Trial Presentation Graphics Climate Change



Because of the recent rapid spread of the conventional wisdom, as illustrated in charts like this one, it has become almost unthinkable to suggest an alternative. But in the trial context, it can be necessary to do just that.

Climate change litigation is making its way through court systems around the world. The targets can be government agencies or large power companies, especially the coal-fired power plant industry. Should a jury be called upon to decide such a case, conventional wisdom will be on the side of the plaintiffs. But the defendants are entitled to show their version of the world’s fluctuations in average temperature – without falsifying facts, of course.

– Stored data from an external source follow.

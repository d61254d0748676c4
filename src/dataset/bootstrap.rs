use std::ops::Deref;
use std::sync::Arc;

use rand::Rng;

use super::{Float, Label, SortedDataSpec};
use crate::error::{Error, Result};

/// A bootstrap draw over a shared class-sorted dataset
///
/// Stores only the drawn row indices and their out-of-bag complement, the rows themselves stay
/// in the shared [`SortedDataSpec`]. The distinct sample indices and the out-of-bag indices are
/// disjoint and together cover every row of the full data.
#[derive(Debug, Clone)]
pub struct BootstrapDataSpec<F, L> {
    data: Arc<SortedDataSpec<F, L>>,
    sample_indices: Vec<usize>,
    oob_indices: Vec<usize>,
}

impl<F: Float, L: Label> BootstrapDataSpec<F, L> {
    /// Wraps explicit sample indices, deriving the out-of-bag rows
    ///
    /// Fails with `ShapeMismatch` if an index is not a row of `data`.
    pub fn new(data: Arc<SortedDataSpec<F, L>>, sample_indices: Vec<usize>) -> Result<Self> {
        let nrows = data.nrows();
        let mut in_bag = vec![false; nrows];
        for &idx in &sample_indices {
            if idx >= nrows {
                return Err(Error::ShapeMismatch {
                    context: "bootstrap sample index",
                    expected: nrows,
                    found: idx,
                });
            }
            in_bag[idx] = true;
        }
        let oob_indices = (0..nrows).filter(|idx| !in_bag[*idx]).collect();

        Ok(BootstrapDataSpec {
            data,
            sample_indices,
            oob_indices,
        })
    }

    /// Stratified proportional bootstrap
    ///
    /// Each class block of `size` rows contributes `size` rows drawn with replacement from the
    /// block, so the sample has the class proportions of the full data and stays class-ordered.
    pub fn stratified(data: Arc<SortedDataSpec<F, L>>, rng: &mut impl Rng) -> Self {
        let mut sample_indices = Vec::with_capacity(data.nrows());
        for (_, range) in data.groups().iter() {
            for _ in 0..range.len() {
                sample_indices.push(rng.gen_range(range.clone()));
            }
        }

        let mut in_bag = vec![false; data.nrows()];
        sample_indices.iter().for_each(|idx| in_bag[*idx] = true);
        let oob_indices = (0..data.nrows()).filter(|idx| !in_bag[*idx]).collect();

        BootstrapDataSpec {
            data,
            sample_indices,
            oob_indices,
        }
    }

    pub fn sample_indices(&self) -> &[usize] {
        &self.sample_indices
    }

    pub fn oob_indices(&self) -> &[usize] {
        &self.oob_indices
    }

    /// The full data the draw indexes into
    pub fn full(&self) -> &Arc<SortedDataSpec<F, L>> {
        &self.data
    }

    /// Materializes the drawn rows
    pub fn get_sample(&self) -> Result<SortedDataSpec<F, L>> {
        SortedDataSpec::new(self.data.select(&self.sample_indices))
    }

    /// Materializes the out-of-bag rows, may be empty
    pub fn get_oob(&self) -> Result<SortedDataSpec<F, L>> {
        SortedDataSpec::new(self.data.select(&self.oob_indices))
    }
}

impl<F, L> Deref for BootstrapDataSpec<F, L> {
    type Target = SortedDataSpec<F, L>;

    fn deref(&self) -> &Self::Target {
        &self.data
    }
}
//! Error types in ppforest
//!

use thiserror::Error;

use ndarray::ShapeError;
pub type Result<T> = std::result::Result<T, Error>;

#[derive(Error, Debug, Clone)]
pub enum Error {
    #[error("invalid parameter {0}")]
    Parameters(String),
    #[error("shape mismatch in {context}: expected {expected}, found {found}")]
    ShapeMismatch {
        context: &'static str,
        expected: usize,
        found: usize,
    },
    #[error("labels are not grouped into contiguous blocks: {0}")]
    NonContiguousGroup(String),
    #[error("degenerate split: {0}")]
    DegenerateSplit(String),
    #[error("tree training failed after {retries} retries: {source}")]
    RetriesExhausted {
        retries: usize,
        #[source]
        source: Box<Error>,
    },
    #[error("training data is not available: {0}")]
    MissingTrainingData(String),
    #[error("unsupported variable importance: {0}")]
    UnsupportedImportance(String),
    #[error("could not build thread pool: {0}")]
    ThreadPool(String),
    #[error("linear algebra failure: {0}")]
    Linalg(String),
    #[error("invalid ndarray shape {0}")]
    NdShape(#[from] ShapeError),
    #[error("serialization failed: {0}")]
    Serialization(String),
}

impl From<linfa_linalg::LinalgError> for Error {
    fn from(err: linfa_linalg::LinalgError) -> Self {
        Error::Linalg(err.to_string())
    }
}

#[cfg(feature = "serde")]
impl From<serde_json::Error> for Error {
    fn from(err: serde_json::Error) -> Self {
        Error::Serialization(err.to_string())
    }
}

impl Error {
    /// Returns true for the errors a forest recovers from by redrawing the bootstrap sample
    pub fn is_degenerate(&self) -> bool {
        matches!(self, Error::DegenerateSplit(_))
    }
}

The answer is to add more data that can call into question the conventional wisdom. Changing the scale of the horizontal and vertical axes can change the climate story.


We believe the above 2.5-minute PowerPoint presentation goes a long way toward making the defendant's case that global warming of human origin is not a scientific certainty. By expanding the time frame from 120 years or 1,000 years to 800,000 years or even more, this trial presentation graphic tells a different story from the conventional wisdom.

In the courtroom, our goal in using such trial exhibits would be to create enough doubt about the plaintiff's case so that a jury cannot reasonably award money to the plaintiff.  Using additional data from scientifically valid sources and from paleoclimatologists, telling this story in way that creates doubt is possible.

Our point in creating these trial presentation graphics is not to disprove climate change. Rather, our goal is to show how even the most skeptical viewer can be persuaded through the use of effective presentation graphics. Wasn't that part of what Al Gore taught us all?

We are in the business of telling the right story, our client's story. You can almost hear the closing argument that a defendant’s lawyer would make: "More data is better, isn’t it?  Does the other side want you to look at less data?  Do they want to hide the whole truth, inconvenient though it is?”